Thursday 19 April 2012

All The More Hardcore

In hope that he will see this tribute before he departs into the woods for the next several months, I am posting the latest Nick Persons album now. I apologize for interrupting my occult Italian trilogy but one must Goethe with the floweth. With the terminal defunctness of his group Fucked Butter, rap antagonist Nick Persons has had to keep busy creating his own brand of fucked hop. 2012 has so far seen the release of his primarily instrumental debut 66 Cents and more recently his return to the mic in Depart. Produced largely in bed in the wee hours of dusks and dawns, Depart captures the various altered states which occupy the mind at such times. "My House In Compton Is Off Limits" sounds like Prince on crack at 5AM after a wild house party in the 80s that Foreigner showed up to with some bad blow that gave everyone bloody nostrils. A hit to be sure. "Popular Kids" coins the proverb "we all know how to party, just clap" and makes one believe they do so much so that they will. "Yellow Drink" sounds like a stoned and tense philosophical conversation between Nick himself and Pizza the Hutt. "All the Hardcore" closes off the strange trip with the only sample Dilla was not lucky enough to pick up. All in all, Depart is an incredibly strong effort from a frighteningly deranged mind and deserves to be lauded as the truly innovative take on the hip hop idiom it is. Word up Persons.

Tuesday 17 April 2012

Cult of Blood

As promised (tweeted, that is) here is another tome from Italy's cobwebbed and shrouded vault of occult rites. Released the same year as In Absentia Christi and featuring Agua Regis (Roberto Mammarella, vox + gtr with MonumentuM) on guitar and bass, Cultus Sanguine's epononymous EP is a morose ritual of Lombardian anguish.
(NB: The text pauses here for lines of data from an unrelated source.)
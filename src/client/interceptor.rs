//! Client-side interceptor chain.
//!
//! Interceptors wrap the invoker and may short-circuit, observe, or
//! transform its outcome. They are folded with the shared reverse-fold
//! composer, so the first registered interceptor runs outermost. For
//! procedures the invoker runs the whole attempt loop; for streams it runs
//! the stream setup only, never the individual reconnects.

use crate::catalog::OperationId;
use crate::chain::{Link, Tail};
use crate::error::Result;
use serde_json::Value;
use url::Url;

/// What an interceptor sees about the call being made.
#[derive(Debug, Clone)]
pub struct RequestInfo {
    pub op: OperationId,
    pub url: Url,
}

/// Continuation to the transport invocation.
///
/// Resolves to the raw output blob for procedures and to `Null` for stream
/// setup (stream events travel on the event channel, not through here).
pub type Invoker = Tail<RequestInfo, Result<Value>>;

/// A callable wrapping the [`Invoker`].
pub type Interceptor = Link<RequestInfo, Result<Value>>;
This is a good soundtrack for the type of party where no one shows because there is a thunderstorm and you drink all the bottles of high percentage table vino you bought and then wander through the darkness and rain into the cemetery only to leave a white rose at the wrong grave and remember that you left candles burning in your appartment. Since those don't happen every weekend (or so I'm told; for me they do) you could just listen now and feel sad.

Thursday 12 April 2012

In The Absence of Christ

Friends, devoted followers, trash collectors, forgive me for not posting in so long. I have been in a dark place, I am still there. It is a place of text, quotes, indents and of ancient philosophies. It's kind of like the scene in Hackers where they get into that secret folder and E=MC2 is floating around, but more monocrhome and monotonous. Don't fear for me, though, I can see a light at the end of this bleak tunnel of intellectual purgatory. But for now, I barrel on. However, I felt I must share with you the music that both best reflects the interior of my mind at the moment and makes the best soundtrack for this taxing journey I am embarked on.
Very special thanks to Aesop over at the Hearse for dropping yet another forgotten classic quickly become personal fave on my miserable earholes. MonumentuM's In Absentia Christi is just what I've been craving, some good old fashione Italian occultitude. Not easily described using metal terminology (because it sounds like little other metal I've heard) I will attempt to give an experiential equivalent to what I feel listening to this album. Imagine you are at an Italian Catholic funeral in a huge church, everyone is dressed in black and sobbing as the incense burns and the sound of murmured prayer gets louder and louder. The procession starts and you shoulder through the crowd to the son of the deceased to voice your condolences. This sends his long, dark-haired, pale, lanky frame into convulsions of bellowed balling. His tears soon turn to morbid reflection and he begins expounding to you his every thought of dejected agony, in Rozz Williams-like oration, while the chorus of chants and bells behind you rises and falls. He becomes more and more animated as the unusually long walk to the graveyard grows longer and stranger. Daylight turns to unsettling twilight and shadowy cobblestone streets stretch on into infinity. You feel very odd. You realize that the libation someone gave you at the church seems to have had hallucinatory effects. You want this depressing journey to end and yet with his every word you become more sympathetic for your host's bleak revery. Suddenly, the buildings fall away and you look out in front of the crowd to see an expansive cemetery, tombstone upon tombstone, crypt upon crypt, restful and still in the soft hues of the setting sun.